One-sentence summary: When sequence length jumps from thousands to millions, O(N²) full Attention hits a wall — Sparse Attention selects which tokens to attend to, Linear Attention changes the computation order, and Infini Attention adds a compressed memory that never grows.

24.1 Full Attention Hits a Wall

24.1.1 The Numbers Are Not Subtle

Standard self-Attention must compute a score for every pair of tokens. For a sequence of length N that is an N×N matrix:

Full Attention N×N matrix growing with sequence length

Sequence length	Attention matrix entries	Relative cost
1,000	1,000,000	1×
4,096	~16,700,000	16×
8,192	~67,000,000	67×
100,000	10,000,000,000	10,000×
1,000,000	1,000,000,000,000	1,000,000×

Ten times longer sequence = one hundred times more computation.

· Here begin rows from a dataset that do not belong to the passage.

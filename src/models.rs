use chrono::{DateTime, Utc};
use serde::{Deserialize, Serialize};
use std::fmt;

#[derive(Debug, Clone, Copy, PartialEq, Eq, Hash, Serialize, Deserialize)]
#[serde(rename_all = "kebab-case")]
pub enum Role {
    Admin,
    Teacher,
}

impl Role {
    pub fn as_str(self) -> &'static str {
        match self {
            Self::Admin => "admin",
            Self::Teacher => "teacher",
        }
    }

    pub fn parse(raw: &str) -> Option<Self> {
        match raw {
            "admin" => Some(Self::Admin),
            "teacher" => Some(Self::Teacher),
            _ => None,
        }
    }
}

/// Authenticated caller identity, supplied by the auth provider and trusted as-is.
#[derive(Debug, Clone, Serialize, Deserialize)]
#[serde(rename_all = "camelCase")]
pub struct Principal {
    pub id: String,
    pub name: String,
    pub role: Role,
}

impl Principal {
    pub fn is_admin(&self) -> bool {
        self.role == Role::Admin
    }
}

#[derive(Debug, Clone, Copy, PartialEq, Eq, Hash, PartialOrd, Ord, Serialize, Deserialize)]
pub enum Day {
    Monday,
    Tuesday,
    Wednesday,
    Thursday,
    Friday,
}

impl Day {
    pub const ALL: [Day; 5] = [
        Day::Monday,
        Day::Tuesday,
        Day::Wednesday,
        Day::Thursday,
        Day::Friday,
    ];

    pub fn as_str(self) -> &'static str {
        match self {
            Self::Monday => "Monday",
            Self::Tuesday => "Tuesday",
            Self::Wednesday => "Wednesday",
            Self::Thursday => "Thursday",
            Self::Friday => "Friday",
        }
    }

    /// Accepts full English weekday names, ignoring case and surrounding whitespace.
    pub fn parse(raw: &str) -> Option<Self> {
        let trimmed = raw.trim();
        Self::ALL
            .into_iter()
            .find(|day| day.as_str().eq_ignore_ascii_case(trimmed))
    }

    pub fn index(self) -> usize {
        self as usize
    }
}

impl fmt::Display for Day {
    fn fmt(&self, f: &mut fmt::Formatter<'_>) -> fmt::Result {
        f.write_str(self.as_str())
    }
}

/// A bookable teaching period, always within `1..=8`.
#[derive(Debug, Clone, Copy, PartialEq, Eq, Hash, PartialOrd, Ord, Serialize, Deserialize)]
#[serde(try_from = "u8", into = "u8")]
pub struct Period(u8);

impl Period {
    pub const FIRST: u8 = 1;
    pub const LAST: u8 = 8;

    pub fn new(value: u8) -> Option<Self> {
        (Self::FIRST..=Self::LAST).contains(&value).then_some(Self(value))
    }

    pub fn get(self) -> u8 {
        self.0
    }

    pub fn all() -> impl Iterator<Item = Period> {
        (Self::FIRST..=Self::LAST).map(Period)
    }

    pub fn parse(raw: &str) -> Option<Self> {
        raw.trim().parse::<u8>().ok().and_then(Self::new)
    }
}

impl TryFrom<u8> for Period {
    type Error = String;

    fn try_from(value: u8) -> Result<Self, Self::Error> {
        Self::new(value).ok_or_else(|| {
            format!(
                "period must be between {} and {}, got {}",
                Self::FIRST,
                Self::LAST,
                value
            )
        })
    }
}

impl From<Period> for u8 {
    fn from(value: Period) -> Self {
        value.0
    }
}

impl fmt::Display for Period {
    fn fmt(&self, f: &mut fmt::Formatter<'_>) -> fmt::Result {
        write!(f, "{}", self.0)
    }
}

#[derive(Debug, Clone, PartialEq, Serialize, Deserialize)]
#[serde(rename_all = "camelCase")]
pub struct ScheduleEntry {
    pub id: String,
    pub teacher_id: String,
    pub teacher_name: String,
    pub day: Day,
    pub period: Period,
    pub subject: String,
    pub class_name: String,
    pub updated_at: DateTime<Utc>,
    pub valid_until: Option<DateTime<Utc>>,
    pub version: i64,
}

impl ScheduleEntry {
    /// Display rendering used by the change log.
    pub fn rendered_value(&self) -> String {
        format!("{} - {}", self.subject, self.class_name)
    }
}

#[derive(Debug, Clone, Serialize, Deserialize)]
#[serde(rename_all = "camelCase")]
pub struct CreateEntryPayload {
    pub teacher_id: String,
    pub day: Day,
    pub period: Period,
    pub subject: String,
    pub class_name: String,
    #[serde(default)]
    pub valid_until: Option<DateTime<Utc>>,
}

#[derive(Debug, Clone, Serialize, Deserialize, Default)]
#[serde(rename_all = "camelCase")]
pub struct UpdateEntryPayload {
    pub subject: Option<String>,
    pub class_name: Option<String>,
    pub expected_version: Option<i64>,
}

#[derive(Debug, Clone, Serialize, Deserialize, Default)]
#[serde(rename_all = "camelCase")]
pub struct ListEntriesFilters {
    pub teacher_id: Option<String>,
}

#[derive(Debug, Clone, Serialize, Deserialize)]
#[serde(rename_all = "camelCase")]
pub struct UpdateOutcome {
    pub entry: ScheduleEntry,
    pub change: Option<ChangeLogRecord>,
}

#[derive(Debug, Clone, Serialize, Deserialize)]
#[serde(rename_all = "camelCase")]
pub struct BreakSetting {
    pub break_after_period: u8,
    pub updated_at: DateTime<Utc>,
}

#[derive(Debug, Clone, PartialEq, Serialize, Deserialize)]
#[serde(rename_all = "camelCase")]
pub struct ChangeLogRecord {
    pub id: String,
    pub schedule_id: String,
    pub teacher_id: String,
    pub teacher_name: String,
    pub day: Day,
    pub period: Period,
    pub old_value: String,
    pub new_value: String,
    pub changed_by: String,
    pub timestamp: DateTime<Utc>,
}

#[derive(Debug, Clone, Copy, PartialEq, Eq, Hash, Serialize, Deserialize)]
#[serde(rename_all = "kebab-case")]
pub enum NotificationCategory {
    Security,
    Requests,
    Generic,
}

impl NotificationCategory {
    pub fn as_str(self) -> &'static str {
        match self {
            Self::Security => "security",
            Self::Requests => "requests",
            Self::Generic => "generic",
        }
    }

    pub fn parse(raw: &str) -> Option<Self> {
        match raw {
            "security" => Some(Self::Security),
            "requests" => Some(Self::Requests),
            "generic" => Some(Self::Generic),
            _ => None,
        }
    }
}

#[derive(Debug, Clone, PartialEq, Eq, Serialize, Deserialize)]
#[serde(rename_all = "camelCase", tag = "kind", content = "value")]
pub enum Recipient {
    Role(Role),
    User(String),
}

#[derive(Debug, Clone, Serialize, Deserialize)]
#[serde(rename_all = "camelCase")]
pub struct NotificationRecord {
    pub id: String,
    pub category: NotificationCategory,
    pub title: String,
    pub message: String,
    pub from_user_id: String,
    pub from_user_name: String,
    pub recipient: Recipient,
    pub read: bool,
    pub timestamp: DateTime<Utc>,
    pub metadata: serde_json::Value,
}

#[derive(Debug, Clone, Copy, PartialEq, Eq, Serialize, Deserialize)]
#[serde(rename_all = "kebab-case")]
pub enum ChangeRequestStatus {
    Pending,
}

impl ChangeRequestStatus {
    pub fn as_str(self) -> &'static str {
        match self {
            Self::Pending => "pending",
        }
    }
}

#[derive(Debug, Clone, Serialize, Deserialize)]
#[serde(rename_all = "camelCase")]
pub struct ChangeRequest {
    pub id: String,
    pub teacher_id: String,
    pub teacher_name: String,
    pub day: Day,
    pub period: Period,
    pub requested_subject: String,
    pub requested_class: String,
    pub reason: String,
    pub status: ChangeRequestStatus,
    pub created_at: DateTime<Utc>,
}

#[derive(Debug, Clone, Serialize, Deserialize)]
#[serde(rename_all = "camelCase")]
pub struct ChangeRequestPayload {
    pub day: Day,
    pub period: Period,
    pub requested_subject: String,
    pub requested_class: String,
    pub reason: String,
}

#[derive(Debug, Clone, Serialize, Deserialize)]
#[serde(rename_all = "camelCase")]
pub struct ChangeRequestReceipt {
    pub request: ChangeRequest,
    pub notification: Option<NotificationRecord>,
}

#[derive(Debug, Clone, Serialize, Deserialize)]
#[serde(rename_all = "camelCase")]
pub struct UserRecord {
    pub id: String,
    pub username: String,
    pub name: String,
    pub role: Role,
    pub designation: Option<String>,
    pub created_at: DateTime<Utc>,
}

impl UserRecord {
    pub fn as_principal(&self) -> Principal {
        Principal {
            id: self.id.clone(),
            name: self.name.clone(),
            role: self.role,
        }
    }
}

#[derive(Debug, Clone, Serialize, Deserialize)]
#[serde(rename_all = "camelCase")]
pub struct CreateUserPayload {
    pub username: String,
    pub name: String,
    pub role: Role,
    #[serde(default)]
    pub designation: Option<String>,
}

/// One externally supplied import row. Column names are fixed.
#[derive(Debug, Clone, PartialEq, Eq, Serialize, Deserialize)]
pub struct RawRow {
    pub teacher_name: String,
    pub day: String,
    #[serde(deserialize_with = "text_or_number")]
    pub period: String,
    pub subject: String,
    pub class_name: String,
}

/// Spreadsheet exports often carry the period as a number.
fn text_or_number<'de, D>(deserializer: D) -> Result<String, D::Error>
where
    D: serde::Deserializer<'de>,
{
    match serde_json::Value::deserialize(deserializer)? {
        serde_json::Value::String(text) => Ok(text),
        serde_json::Value::Number(number) => Ok(number.to_string()),
        other => Err(serde::de::Error::custom(format!(
            "expected text or number, got {}",
            other
        ))),
    }
}

#[derive(Debug, Clone, PartialEq, Eq, Serialize, Deserialize)]
pub struct ExportRow {
    pub teacher_name: String,
    pub day: Day,
    pub period: Period,
    pub subject: String,
    pub class_name: String,
}

impl From<ExportRow> for RawRow {
    fn from(value: ExportRow) -> Self {
        Self {
            teacher_name: value.teacher_name,
            day: value.day.as_str().to_string(),
            period: value.period.to_string(),
            subject: value.subject,
            class_name: value.class_name,
        }
    }
}

#[derive(Debug, Clone, Copy, PartialEq, Eq, Serialize, Deserialize)]
#[serde(rename_all = "snake_case")]
pub enum RowErrorKind {
    UnknownTeacher,
    InvalidSlot,
    Conflict,
    Validation,
}

#[derive(Debug, Clone, Serialize, Deserialize)]
#[serde(rename_all = "camelCase")]
pub struct RowError {
    pub row_index: usize,
    pub kind: RowErrorKind,
    pub reason: String,
}

#[derive(Debug, Clone, Serialize, Deserialize, Default)]
#[serde(rename_all = "camelCase")]
pub struct ImportReport {
    pub imported_count: usize,
    pub errors: Vec<RowError>,
}

#[derive(Debug, Clone, Serialize, Deserialize, Default)]
#[serde(rename_all = "camelCase")]
pub struct ClearReport {
    pub schedules_deleted: u64,
    pub change_logs_deleted: u64,
}
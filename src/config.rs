use crate::errors::{AppError, AppResult};
use crate::grid::is_allowed_break_position;
use serde::{Deserialize, Serialize};
use std::fs;
use std::path::{Path, PathBuf};

pub const ENV_DATA_DIR: &str = "SSMS_DATA_DIR";
pub const ENV_LOG_FILTER: &str = "SSMS_LOG_FILTER";
pub const ENV_SEED_DEMO: &str = "SSMS_SEED_DEMO";

#[derive(Debug, Clone, PartialEq, Serialize, Deserialize)]
#[serde(rename_all = "camelCase")]
pub struct ServiceConfig {
    pub data_dir: PathBuf,
    pub database_file: String,
    pub log_filter: String,
    pub log_to_file: bool,
    pub default_break_after_period: u8,
    pub seed_demo_data: bool,
    pub change_log_limit: u32,
}

impl Default for ServiceConfig {
    fn default() -> Self {
        Self {
            data_dir: PathBuf::from("data"),
            database_file: "timetable.db".to_string(),
            log_filter: "info".to_string(),
            log_to_file: true,
            default_break_after_period: 3,
            seed_demo_data: false,
            change_log_limit: 100,
        }
    }
}

impl ServiceConfig {
    /// Defaults, overlaid by the JSON file when given, then by the environment.
    pub fn load(path: Option<&Path>) -> AppResult<Self> {
        let mut value = serde_json::to_value(Self::default())?;
        if let Some(path) = path {
            let raw = fs::read_to_string(path)
                .map_err(|error| AppError::Io(format!("failed to read config {}: {}", path.display(), error)))?;
            let overrides: serde_json::Value = serde_json::from_str(&raw)?;
            merge_json(&mut value, overrides);
        }

        let mut config: Self = serde_json::from_value(value)?;
        config.apply_env_overrides(|key| std::env::var(key).ok())?;
        config.validate()?;
        Ok(config)
    }

    pub fn apply_env_overrides(&mut self, lookup: impl Fn(&str) -> Option<String>) -> AppResult<()> {
        if let Some(data_dir) = lookup(ENV_DATA_DIR).filter(|value| !value.trim().is_empty()) {
            self.data_dir = PathBuf::from(data_dir.trim());
        }
        if let Some(filter) = lookup(ENV_LOG_FILTER).filter(|value| !value.trim().is_empty()) {
            self.log_filter = filter.trim().to_string();
        }
        if let Some(seed) = lookup(ENV_SEED_DEMO) {
            self.seed_demo_data = parse_flag(ENV_SEED_DEMO, &seed)?;
        }
        Ok(())
    }

    pub fn validate(&self) -> AppResult<()> {
        if !is_allowed_break_position(self.default_break_after_period) {
            return Err(AppError::validation(
                "defaultBreakAfterPeriod",
                "Break can only be after period 3 or 4",
            ));
        }
        if self.change_log_limit == 0 {
            return Err(AppError::validation("changeLogLimit", "must be greater than zero"));
        }
        if self.database_file.trim().is_empty() {
            return Err(AppError::validation("databaseFile", "must not be empty"));
        }
        Ok(())
    }

    pub fn database_path(&self) -> PathBuf {
        self.data_dir.join(&self.database_file)
    }

    pub fn log_dir(&self) -> PathBuf {
        self.data_dir.join("logs")
    }
}

fn parse_flag(field: &str, raw: &str) -> AppResult<bool> {
    match raw.trim().to_ascii_lowercase().as_str() {
        "1" | "true" | "yes" | "on" => Ok(true),
        "0" | "false" | "no" | "off" | "" => Ok(false),
        other => Err(AppError::validation(field, format!("unrecognized flag value '{}'", other))),
    }
}

fn merge_json(target: &mut serde_json::Value, update: serde_json::Value) {
    match (target, update) {
        (serde_json::Value::Object(target_map), serde_json::Value::Object(update_map)) => {
            for (key, value) in update_map {
                merge_json(target_map.entry(key).or_insert(serde_json::Value::Null), value);
            }
        }
        (target, update) => {
            *target = update;
        }
    }
}
use crate::conflict::{check_admissible, Candidate};
use crate::errors::{AppError, AppResult};
use crate::journal::ChangeLogSink;
use crate::models::{
    BreakSetting, ChangeLogRecord, ChangeRequest, ChangeRequestStatus, ClearReport, CreateUserPayload, Day,
    NotificationCategory, NotificationRecord, Period, Principal, Recipient, Role, ScheduleEntry, UserRecord,
};
use crate::notify::Mailbox;
use chrono::{DateTime, SecondsFormat, SubsecRound, Utc};
use rusqlite::{params, Connection, OptionalExtension, TransactionBehavior};
use std::fs;
use std::path::Path;
use std::sync::{Mutex, MutexGuard};
use uuid::Uuid;

const SCHEMA_SQL: &str = include_str!("schema.sql");
const BREAK_SETTINGS_ID: &str = "break_settings";
const SCHEDULE_COLUMNS: &str =
    "id, teacher_id, teacher_name, day, period, subject, class_name, updated_at, valid_until, version";
const USER_COLUMNS: &str = "id, username, name, role, designation, created_at";
const NOTIFICATION_COLUMNS: &str = "id, category, title, message, from_user_id, from_user_name, recipient_kind, recipient_id, timestamp, read, metadata_json";
const NOTIFICATION_LIST_LIMIT: u32 = 200;

/// A schedule entry that has not been admitted yet.
#[derive(Debug, Clone)]
pub struct NewEntry {
    pub teacher_id: String,
    pub teacher_name: String,
    pub day: Day,
    pub period: Period,
    pub subject: String,
    pub class_name: String,
    pub valid_until: Option<DateTime<Utc>>,
}

#[derive(Debug)]
pub struct Database {
    conn: Mutex<Connection>,
    default_break_after_period: u8,
}
use thiserror::Error;

#[derive(Debug, Error)]
pub enum AppError {
    #[error("VALIDATION: {field}: {reason}")]
    Validation { field: String, reason: String },
    #[error("CONFLICT: {0}")]
    Conflict(String),
    #[error("NOT_FOUND: {0}")]
    NotFound(String),
    #[error("FORBIDDEN: {0}")]
    Forbidden(String),
    #[error("WRITE_CONFLICT: {0}")]
    WriteConflict(String),
    #[error("IO_FAILURE: {0}")]
    Io(String),
    #[error("INTERNAL: {0}")]
    Internal(String),
}

impl AppError {
    pub fn validation(field: impl Into<String>, reason: impl Into<String>) -> Self {
        Self::Validation {
            field: field.into(),
            reason: reason.into(),
        }
    }
}

impl From<std::io::Error> for AppError {
    fn from(value: std::io::Error) -> Self {
        Self::Io(value.to_string())
    }
}

impl From<rusqlite::Error> for AppError {
    fn from(value: rusqlite::Error) -> Self {
        Self::Internal(value.to_string())
    }
}

impl From<serde_json::Error> for AppError {
    fn from(value: serde_json::Error) -> Self {
        Self::Internal(value.to_string())
    }
}

pub type AppResult<T> = Result<T, AppError>;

That is why O(N²) is described as "quadratic" — it accelerates faster than the input grows.

24.1.2 Memory Is the Real Bottleneck

Computation alone could be handled with more time. Memory cannot be stretched. In FP16, a full attention matrix costs:

Sequence length	Attention matrix	Per-layer VRAM (FP16)
4,096	4096 × 4096	32 MB
8,192	8192 × 8192	128 MB
32,768	32768 × 32768	2 GB
131,072	131072 × 131072	32 GB

A 32-layer model processing a 128k-token context needs over 1 TB just to hold the attention matrices across all layers. No GPU in production has that.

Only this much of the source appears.